##### RECORDS SHOWN #####

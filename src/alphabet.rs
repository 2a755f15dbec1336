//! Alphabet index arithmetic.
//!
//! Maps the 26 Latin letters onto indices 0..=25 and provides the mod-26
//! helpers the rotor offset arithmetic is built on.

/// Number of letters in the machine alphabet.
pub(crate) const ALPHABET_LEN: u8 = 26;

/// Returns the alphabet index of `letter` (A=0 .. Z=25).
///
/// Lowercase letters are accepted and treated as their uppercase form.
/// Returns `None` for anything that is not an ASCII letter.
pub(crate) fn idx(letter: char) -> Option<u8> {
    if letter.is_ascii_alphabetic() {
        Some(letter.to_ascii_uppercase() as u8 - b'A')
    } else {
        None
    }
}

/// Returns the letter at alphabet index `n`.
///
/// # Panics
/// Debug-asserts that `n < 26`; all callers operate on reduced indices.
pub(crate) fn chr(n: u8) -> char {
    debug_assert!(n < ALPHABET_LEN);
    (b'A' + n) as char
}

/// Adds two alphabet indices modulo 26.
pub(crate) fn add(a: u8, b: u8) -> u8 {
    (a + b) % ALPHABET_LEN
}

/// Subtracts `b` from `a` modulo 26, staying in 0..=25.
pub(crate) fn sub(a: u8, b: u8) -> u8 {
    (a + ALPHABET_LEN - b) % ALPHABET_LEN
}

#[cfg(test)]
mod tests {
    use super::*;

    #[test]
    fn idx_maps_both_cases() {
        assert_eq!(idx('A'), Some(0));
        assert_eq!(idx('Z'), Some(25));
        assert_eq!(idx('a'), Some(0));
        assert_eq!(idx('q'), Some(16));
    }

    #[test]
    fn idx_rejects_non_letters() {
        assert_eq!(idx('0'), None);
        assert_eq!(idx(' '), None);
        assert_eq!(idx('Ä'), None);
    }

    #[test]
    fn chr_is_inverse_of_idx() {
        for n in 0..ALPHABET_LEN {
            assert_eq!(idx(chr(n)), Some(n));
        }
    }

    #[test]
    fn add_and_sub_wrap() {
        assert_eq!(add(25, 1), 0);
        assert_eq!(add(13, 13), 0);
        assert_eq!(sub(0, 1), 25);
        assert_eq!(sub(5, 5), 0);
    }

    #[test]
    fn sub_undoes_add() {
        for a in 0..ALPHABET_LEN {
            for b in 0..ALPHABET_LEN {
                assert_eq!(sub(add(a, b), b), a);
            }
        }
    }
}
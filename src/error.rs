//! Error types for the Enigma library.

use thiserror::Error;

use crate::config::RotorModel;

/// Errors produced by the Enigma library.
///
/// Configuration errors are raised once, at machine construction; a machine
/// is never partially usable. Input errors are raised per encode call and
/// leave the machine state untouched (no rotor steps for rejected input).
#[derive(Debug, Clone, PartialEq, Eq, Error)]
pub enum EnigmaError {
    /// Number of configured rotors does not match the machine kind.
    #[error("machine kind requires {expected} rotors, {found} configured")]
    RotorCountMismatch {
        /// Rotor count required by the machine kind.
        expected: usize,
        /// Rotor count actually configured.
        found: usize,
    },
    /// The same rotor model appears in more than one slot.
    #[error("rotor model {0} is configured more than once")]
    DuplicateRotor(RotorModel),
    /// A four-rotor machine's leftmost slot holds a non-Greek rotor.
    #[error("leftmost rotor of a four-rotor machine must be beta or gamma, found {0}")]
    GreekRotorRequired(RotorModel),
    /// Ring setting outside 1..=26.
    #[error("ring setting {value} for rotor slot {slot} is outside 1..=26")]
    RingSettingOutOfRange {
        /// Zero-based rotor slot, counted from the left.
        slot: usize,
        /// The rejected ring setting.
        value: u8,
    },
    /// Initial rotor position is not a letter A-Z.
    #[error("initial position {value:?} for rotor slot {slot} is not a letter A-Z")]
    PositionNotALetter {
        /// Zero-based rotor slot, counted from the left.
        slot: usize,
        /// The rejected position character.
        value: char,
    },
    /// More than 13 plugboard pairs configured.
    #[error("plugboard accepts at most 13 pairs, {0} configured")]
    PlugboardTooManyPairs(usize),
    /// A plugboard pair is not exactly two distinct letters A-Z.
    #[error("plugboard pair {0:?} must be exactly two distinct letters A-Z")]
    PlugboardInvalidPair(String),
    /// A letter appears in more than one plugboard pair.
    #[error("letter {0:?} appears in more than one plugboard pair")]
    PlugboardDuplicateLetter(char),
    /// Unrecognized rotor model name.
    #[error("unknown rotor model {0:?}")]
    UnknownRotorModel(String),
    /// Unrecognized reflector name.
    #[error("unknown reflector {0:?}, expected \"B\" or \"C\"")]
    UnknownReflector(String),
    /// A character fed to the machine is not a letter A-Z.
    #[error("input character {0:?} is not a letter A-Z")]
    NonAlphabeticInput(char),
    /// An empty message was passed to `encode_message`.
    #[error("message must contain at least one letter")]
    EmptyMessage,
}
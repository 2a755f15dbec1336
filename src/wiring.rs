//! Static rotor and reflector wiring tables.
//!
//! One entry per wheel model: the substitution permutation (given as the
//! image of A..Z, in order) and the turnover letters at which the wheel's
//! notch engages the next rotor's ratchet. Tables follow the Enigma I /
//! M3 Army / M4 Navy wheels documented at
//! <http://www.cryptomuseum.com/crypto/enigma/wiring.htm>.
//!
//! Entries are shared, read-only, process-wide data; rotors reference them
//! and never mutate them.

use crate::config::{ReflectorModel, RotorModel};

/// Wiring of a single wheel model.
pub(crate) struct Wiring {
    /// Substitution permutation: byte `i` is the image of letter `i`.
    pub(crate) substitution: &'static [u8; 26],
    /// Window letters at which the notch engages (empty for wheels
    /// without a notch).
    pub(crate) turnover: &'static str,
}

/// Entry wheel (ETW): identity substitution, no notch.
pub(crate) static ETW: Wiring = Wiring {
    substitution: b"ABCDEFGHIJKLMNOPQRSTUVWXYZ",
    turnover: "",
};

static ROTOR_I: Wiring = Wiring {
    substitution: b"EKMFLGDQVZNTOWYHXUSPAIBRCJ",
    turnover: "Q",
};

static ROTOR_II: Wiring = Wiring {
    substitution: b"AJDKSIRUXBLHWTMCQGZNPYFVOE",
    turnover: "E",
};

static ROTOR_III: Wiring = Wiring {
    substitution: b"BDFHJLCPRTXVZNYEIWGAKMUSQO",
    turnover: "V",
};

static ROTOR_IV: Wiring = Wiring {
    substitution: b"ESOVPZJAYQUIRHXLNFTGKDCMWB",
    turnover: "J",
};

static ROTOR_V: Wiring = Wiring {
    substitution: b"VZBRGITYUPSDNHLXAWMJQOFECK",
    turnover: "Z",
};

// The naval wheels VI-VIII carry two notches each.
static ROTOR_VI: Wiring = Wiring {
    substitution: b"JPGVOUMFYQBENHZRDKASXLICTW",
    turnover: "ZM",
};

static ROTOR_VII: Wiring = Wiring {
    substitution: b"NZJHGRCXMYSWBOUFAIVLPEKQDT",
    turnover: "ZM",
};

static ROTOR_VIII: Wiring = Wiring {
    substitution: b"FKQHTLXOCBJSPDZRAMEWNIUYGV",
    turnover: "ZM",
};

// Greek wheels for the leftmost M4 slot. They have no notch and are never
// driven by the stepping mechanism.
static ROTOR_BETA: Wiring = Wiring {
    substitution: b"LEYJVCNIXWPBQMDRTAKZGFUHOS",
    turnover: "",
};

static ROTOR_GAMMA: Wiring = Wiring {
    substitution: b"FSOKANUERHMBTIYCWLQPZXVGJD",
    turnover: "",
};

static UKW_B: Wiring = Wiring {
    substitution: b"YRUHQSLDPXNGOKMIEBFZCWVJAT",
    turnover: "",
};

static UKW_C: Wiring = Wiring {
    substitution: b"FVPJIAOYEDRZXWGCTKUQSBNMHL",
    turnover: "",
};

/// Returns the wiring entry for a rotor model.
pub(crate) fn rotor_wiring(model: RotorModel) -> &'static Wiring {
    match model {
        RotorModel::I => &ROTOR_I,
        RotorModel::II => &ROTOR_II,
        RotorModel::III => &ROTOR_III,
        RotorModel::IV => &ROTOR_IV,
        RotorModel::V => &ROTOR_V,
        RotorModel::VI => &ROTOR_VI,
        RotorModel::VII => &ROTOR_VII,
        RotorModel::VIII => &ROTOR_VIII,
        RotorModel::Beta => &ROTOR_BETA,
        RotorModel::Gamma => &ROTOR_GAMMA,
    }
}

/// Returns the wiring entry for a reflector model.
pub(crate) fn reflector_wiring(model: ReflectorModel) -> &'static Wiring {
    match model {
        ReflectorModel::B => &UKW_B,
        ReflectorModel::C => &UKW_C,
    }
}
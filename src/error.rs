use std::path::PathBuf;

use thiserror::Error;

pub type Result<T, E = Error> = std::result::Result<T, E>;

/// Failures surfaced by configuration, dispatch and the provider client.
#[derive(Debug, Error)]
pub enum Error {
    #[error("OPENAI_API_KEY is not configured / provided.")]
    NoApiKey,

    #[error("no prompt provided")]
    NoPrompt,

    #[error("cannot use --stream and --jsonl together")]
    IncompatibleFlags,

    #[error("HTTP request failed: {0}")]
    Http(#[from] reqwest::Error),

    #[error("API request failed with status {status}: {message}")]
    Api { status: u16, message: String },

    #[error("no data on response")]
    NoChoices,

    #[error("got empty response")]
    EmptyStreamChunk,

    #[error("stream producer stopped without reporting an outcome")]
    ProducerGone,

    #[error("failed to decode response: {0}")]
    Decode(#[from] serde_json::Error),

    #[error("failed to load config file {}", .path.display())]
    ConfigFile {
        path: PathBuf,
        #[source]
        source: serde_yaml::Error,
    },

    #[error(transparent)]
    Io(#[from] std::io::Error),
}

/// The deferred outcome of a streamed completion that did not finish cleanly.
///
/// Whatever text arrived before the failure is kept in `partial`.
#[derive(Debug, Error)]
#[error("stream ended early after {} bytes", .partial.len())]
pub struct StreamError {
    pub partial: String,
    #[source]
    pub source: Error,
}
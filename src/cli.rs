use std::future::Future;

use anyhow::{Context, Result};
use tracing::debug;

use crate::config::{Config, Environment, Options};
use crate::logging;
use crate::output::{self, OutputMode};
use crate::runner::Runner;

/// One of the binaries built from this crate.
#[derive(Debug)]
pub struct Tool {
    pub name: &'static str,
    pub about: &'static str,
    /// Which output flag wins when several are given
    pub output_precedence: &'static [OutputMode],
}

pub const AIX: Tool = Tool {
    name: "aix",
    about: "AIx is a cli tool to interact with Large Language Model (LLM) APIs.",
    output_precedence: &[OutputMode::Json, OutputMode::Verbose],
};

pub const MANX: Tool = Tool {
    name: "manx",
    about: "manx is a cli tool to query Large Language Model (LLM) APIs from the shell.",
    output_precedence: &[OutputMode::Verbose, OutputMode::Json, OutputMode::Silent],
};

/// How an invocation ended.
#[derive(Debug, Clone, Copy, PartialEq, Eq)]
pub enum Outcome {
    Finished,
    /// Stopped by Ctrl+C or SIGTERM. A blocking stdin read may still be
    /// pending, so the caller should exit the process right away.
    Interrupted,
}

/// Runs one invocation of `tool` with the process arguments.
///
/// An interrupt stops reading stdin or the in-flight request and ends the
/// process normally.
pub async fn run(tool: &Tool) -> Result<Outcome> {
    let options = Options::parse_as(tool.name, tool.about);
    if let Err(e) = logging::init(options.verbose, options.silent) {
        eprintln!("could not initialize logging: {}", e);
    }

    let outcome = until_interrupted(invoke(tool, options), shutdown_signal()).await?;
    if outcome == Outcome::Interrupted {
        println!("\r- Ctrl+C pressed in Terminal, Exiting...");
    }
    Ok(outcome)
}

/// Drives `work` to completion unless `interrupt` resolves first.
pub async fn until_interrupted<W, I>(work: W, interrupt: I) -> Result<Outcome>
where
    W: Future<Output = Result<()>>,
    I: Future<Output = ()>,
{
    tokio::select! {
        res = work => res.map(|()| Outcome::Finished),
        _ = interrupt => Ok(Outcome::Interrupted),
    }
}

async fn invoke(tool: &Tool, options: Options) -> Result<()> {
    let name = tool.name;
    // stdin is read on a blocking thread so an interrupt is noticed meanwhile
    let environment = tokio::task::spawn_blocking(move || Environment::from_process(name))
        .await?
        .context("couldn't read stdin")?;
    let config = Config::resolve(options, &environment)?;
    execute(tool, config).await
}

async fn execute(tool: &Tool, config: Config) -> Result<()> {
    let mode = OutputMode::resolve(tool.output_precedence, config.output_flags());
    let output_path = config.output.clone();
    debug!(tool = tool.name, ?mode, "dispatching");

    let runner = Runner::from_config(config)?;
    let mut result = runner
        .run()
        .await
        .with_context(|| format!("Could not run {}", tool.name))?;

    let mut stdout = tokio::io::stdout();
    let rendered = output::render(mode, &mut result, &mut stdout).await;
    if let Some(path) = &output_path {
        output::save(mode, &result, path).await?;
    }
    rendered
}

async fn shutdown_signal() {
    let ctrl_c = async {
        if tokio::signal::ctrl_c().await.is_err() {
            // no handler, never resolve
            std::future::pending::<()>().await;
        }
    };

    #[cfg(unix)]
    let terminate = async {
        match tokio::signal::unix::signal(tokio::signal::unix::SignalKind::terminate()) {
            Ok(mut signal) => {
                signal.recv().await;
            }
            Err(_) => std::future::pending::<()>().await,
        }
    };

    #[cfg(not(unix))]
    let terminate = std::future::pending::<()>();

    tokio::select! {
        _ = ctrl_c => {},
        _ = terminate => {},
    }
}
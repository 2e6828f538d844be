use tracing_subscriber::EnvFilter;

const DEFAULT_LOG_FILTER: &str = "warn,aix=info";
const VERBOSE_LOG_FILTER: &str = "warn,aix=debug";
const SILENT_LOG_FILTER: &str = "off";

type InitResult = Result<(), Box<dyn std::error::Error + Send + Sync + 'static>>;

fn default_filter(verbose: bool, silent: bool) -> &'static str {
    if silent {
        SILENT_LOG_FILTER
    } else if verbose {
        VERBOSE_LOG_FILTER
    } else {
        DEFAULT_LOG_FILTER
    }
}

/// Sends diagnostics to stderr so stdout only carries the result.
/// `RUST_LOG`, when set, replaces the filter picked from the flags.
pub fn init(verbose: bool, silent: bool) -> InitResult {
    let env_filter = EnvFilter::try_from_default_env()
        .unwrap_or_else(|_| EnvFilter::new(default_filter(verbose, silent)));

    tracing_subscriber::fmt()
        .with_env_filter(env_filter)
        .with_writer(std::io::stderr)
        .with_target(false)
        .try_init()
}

#####

*DESCRIPTION OF THE TASK:* For the records above, state how many lines contain the string "leftmost", with no added text.

*SOLVED EXERCISE:* 3